For many generations in South Africa subsistence fishers existed on the periphery, unrecognised and unseen by the State. They were formally recognised after South Africa’s rights-based Constitution ultimately guided the formulation of legislation on the use of the country’s marine resources. The Marine Living Resources Act 18 of 1998 (hereafter the Act) recognized and defined a subsistence fisher as “a natural person who regularly catches fish for personal consumption or for the consumption of his or her dependants, including one who engages from time to time in the local sale or barter of excess catch, but does not include a person who engages on a substantial scale in the sale of fish on a commercial basis”. For the first time in South African legislation, subsistence fishers were recognized as a distinct group whose rights needed protection.[1] Subsistence fishing is a sub-category of small-scale fishing, but the regulatory framework for small scale fishing fails to protect and support subsistence fishers’ efforts to fish for subsistence.
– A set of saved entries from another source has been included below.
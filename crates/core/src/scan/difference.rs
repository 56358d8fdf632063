//! Single-path diffing for watch events
//!
//! Given one path the watcher reported, decide what happened to it by
//! comparing its stored row with a stat of the live path, using the same
//! rules as the delta scanner. Directories additionally diff their child
//! sets, each direction behind its own switch.

use std::collections::HashSet;
use std::ffi::OsString;
use std::io;
use std::ops::ControlFlow;
use std::path::{Path, PathBuf};

use tracing::{debug, warn};

use super::integral::{IntegralScanner, Visit};
use super::path_stack::PathStack;
use super::{Change, ChangeSink, ScanReport};
use crate::codec;
use crate::entry::{Entry, EntryKind};
use crate::error::{Error, Result};
use crate::tree::TreeAdapter;

/// Which child-set differences to detect inside directories.
#[derive(Debug, Clone, Copy, PartialEq, Eq)]
pub struct DiffOptions {
    pub directory_adds: bool,
    pub directory_removes: bool,
}

impl Default for DiffOptions {
    fn default() -> Self {
        Self {
            directory_adds: true,
            directory_removes: true,
        }
    }
}

/// Receives the outcome of a single-path diff.
pub trait DiffHandler: Send {
    /// # Errors
    /// Implementations may abort the diff.
    fn add(&mut self, path: &Path, entry: Entry) -> Result<()>;

    /// # Errors
    /// Implementations may abort the diff.
    fn update(&mut self, path: &Path, entry: Entry) -> Result<()>;

    /// # Errors
    /// Implementations may abort the diff.
    fn remove(&mut self, path: &Path) -> Result<()>;

    fn error(&mut self, path: &Path, error: &Error);

    fn ignore(&mut self, _path: &Path) {}

    /// # Errors
    /// Implementations may abort the diff.
    fn commit(&mut self) -> Result<()> {
        Ok(())
    }
}

/// Forwards integral scan output to a handler as additions.
struct HandlerSink<'h> {
    handler: &'h mut dyn DiffHandler,
}

impl ChangeSink for HandlerSink<'_> {
    fn push(&mut self, change: Change) -> Result<()> {
        match change {
            Change::Upsert { path, entry } => self.handler.add(&path, entry),
            Change::Remove { path } => self.handler.remove(&path),
        }
    }

    fn commit(&mut self) -> Result<()> {
        self.handler.commit()
    }
}

/// Single-path state machine over one source.
#[derive(Clone)]
pub struct DifferenceEngine {
    integral: IntegralScanner,
    options: DiffOptions,
}

impl DifferenceEngine {
    #[must_use]
    pub fn new(integral: IntegralScanner, options: DiffOptions) -> Self {
        Self { integral, options }
    }

    /// Diff one root-relative path (the empty path is the root) and commit.
    ///
    /// # Errors
    /// Fails on cancellation, storage errors or handler errors. I/O errors
    /// for the path are reported through [`DiffHandler::error`].
    pub async fn difference(
        &self,
        tree: &TreeAdapter,
        path: &Path,
        handler: &mut dyn DiffHandler,
    ) -> Result<ScanReport> {
        self.integral.scan_control().checkpoint().await?;
        let mut report = ScanReport::default();
        let root = self.integral.root().to_path_buf();
        let fs = self.integral.fs();
        let follow = self.integral.scan_options().follow_links;

        if path.as_os_str().is_empty() {
            let stat = fs
                .stat(&root)
                .await
                .map_err(|e| Error::from_source_io(&root, e))?;
            let mut stack = PathStack::new();
            stack.push(PathBuf::new(), stat.ino, stat.dev);
            self.diff_children(tree, path, &mut stack, handler, &mut report)
                .await?;
            handler.commit()?;
            return Ok(report);
        }

        let stored = tree.try_get(path)?;
        let mut stack = PathStack::new();
        if let Err(e) = stack
            .navigate_to(fs.as_ref(), &root, path, Path::new(""), follow)
            .await
        {
            if e.kind() == io::ErrorKind::NotFound {
                // An ancestor is gone, so the path is too.
                if stored.is_some() {
                    remove_sub_tree(tree, path, handler, &mut report)?;
                }
            } else {
                handler.error(path, &Error::io(&root.join(path), e));
                report.errors += 1;
            }
            handler.commit()?;
            return Ok(report);
        }

        let mut probes = self.integral.probe_many(vec![path.to_path_buf()], false).await?;
        let Some(probe) = probes.pop() else {
            return Ok(report);
        };

        if let Err(e) = &probe.lstat {
            if e.kind() != io::ErrorKind::NotFound {
                let error = io::Error::new(e.kind(), e.to_string());
                handler.error(path, &Error::io(&root.join(path), error));
                report.errors += 1;
                handler.commit()?;
                return Ok(report);
            }
        }

        match self.integral.classify(probe, &stack, &mut report) {
            Visit::Gone => {
                if stored.is_some() {
                    remove_sub_tree(tree, path, handler, &mut report)?;
                }
            }
            Visit::Ignored => {
                handler.ignore(path);
                if stored.is_some() {
                    remove_sub_tree(tree, path, handler, &mut report)?;
                }
            }
            Visit::Failed => {
                let error = Error::io(&root.join(path), io::Error::other("link could not be read"));
                handler.error(path, &error);
            }
            Visit::Keep { entry: live, descend } => match stored {
                Some(stored)
                    if std::mem::discriminant(&stored.kind)
                        == std::mem::discriminant(&live.kind) =>
                {
                    if !stored.unchanged(&live) {
                        let mut updated = stored.updated_from(live);
                        self.rehash(path, &mut updated).await;
                        debug!(path = %path.display(), "update");
                        report.upserted += 1;
                        handler.update(path, updated)?;
                    }
                    if let Some((inode, device)) = descend {
                        stack.push(path.to_path_buf(), inode, device);
                        self.diff_children(tree, path, &mut stack, handler, &mut report)
                            .await?;
                    }
                }
                stale => {
                    if stale.is_some() {
                        debug!(path = %path.display(), "type changed");
                        remove_sub_tree(tree, path, handler, &mut report)?;
                    }
                    let mut added = live;
                    self.rehash(path, &mut added).await;
                    report.upserted += 1;
                    handler.add(path, added)?;
                    if let Some((inode, device)) = descend {
                        stack.push(path.to_path_buf(), inode, device);
                        self.diff_children(tree, path, &mut stack, handler, &mut report)
                            .await?;
                    }
                }
            },
        }

        handler.commit()?;
        Ok(report)
    }

    async fn diff_children(
        &self,
        tree: &TreeAdapter,
        dir: &Path,
        stack: &mut PathStack,
        handler: &mut dyn DiffHandler,
        report: &mut ScanReport,
    ) -> Result<()> {
        let absolute = self.integral.root().join(dir);
        let names: Vec<OsString> = match self.integral.fs().read_dir(&absolute).await {
            Ok(names) => names,
            Err(e) if e.kind() == io::ErrorKind::NotFound => return Ok(()),
            Err(e) => {
                warn!(path = %dir.display(), error = %e, "failed to list directory");
                handler.error(dir, &Error::io(&absolute, e));
                report.errors += 1;
                return Ok(());
            }
        };
        let live: HashSet<Vec<u8>> = names
            .iter()
            .map(|name| codec::os_bytes(name).into_owned())
            .collect();
        let stored = tree.get_children(dir)?;

        if self.options.directory_removes {
            for (child, entry) in &stored {
                if !live.contains(&entry.disk_name) {
                    remove_sub_tree(tree, child, handler, report)?;
                }
            }
        }

        if self.options.directory_adds {
            let known: HashSet<&[u8]> = stored
                .iter()
                .map(|(_, entry)| entry.disk_name.as_slice())
                .collect();
            let mut added: Vec<&OsString> = names
                .iter()
                .filter(|name| !known.contains(codec::os_bytes(name).as_ref()))
                .collect();
            added.sort();

            for name in added {
                let child = dir.join(name);
                stack.interrogate_path(dir);
                let mut sink = HandlerSink {
                    handler: &mut *handler,
                };
                let sub = self.integral.scan(&child, stack, &mut sink).await?;
                report.absorb(&sub);
            }
        }
        Ok(())
    }

    async fn rehash(&self, path: &Path, entry: &mut Entry) {
        if !self.integral.scan_options().hash_contents || entry.kind != EntryKind::File {
            return;
        }
        let Some(blob) = entry.blob.as_mut() else {
            return;
        };
        if blob.hash.is_some() {
            return;
        }
        match self.integral.fs().hash_file(&self.integral.root().join(path)).await {
            Ok(hash) => blob.hash = Some(*hash.as_bytes()),
            Err(e) => warn!(path = %path.display(), error = %e, "hashing failed"),
        }
    }
}

/// Report `path` and every stored descendant as removed.
fn remove_sub_tree(
    tree: &TreeAdapter,
    path: &Path,
    handler: &mut dyn DiffHandler,
    report: &mut ScanReport,
) -> Result<()> {
    let mut paths = Vec::new();
    tree.scan_sub_tree(path, |row, _| {
        paths.push(row.to_path_buf());
        ControlFlow::Continue(())
    })?;
    for row in paths {
        debug!(path = %row.display(), "remove");
        report.removed += 1;
        handler.remove(&row)?;
    }
    Ok(())
}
In the absence of the required and long-awaited regulations to the Act, the harassment and intimidation of subsistence fisher folk, the spectre of colonial and apartheid-era practices of inequitable access to ocean resources by poor communities is being perpetuated.[2]
In 2012 the Minister of the Department of Forestry, Fisheries and the Environment (the Department) published the Policy for Small-Scale Fisheries Sector in South Africa to provide redress and recognition of the rights of small-scale fisher communities that were previously marginalised due to racially exclusionary laws, policies, individualised permit-based systems of resource allocation and insensitive interpretations of conservation-centred regulation.[3] The Policy acknowledged the constitutional promise of substantive equality and the right to access the means to sufficient food and water. Despite its constitutional obligation, the Department has to date not accommodated the plight of the subsistence fishers in the publication of the Small-Scale Fishing Regulations in 2016.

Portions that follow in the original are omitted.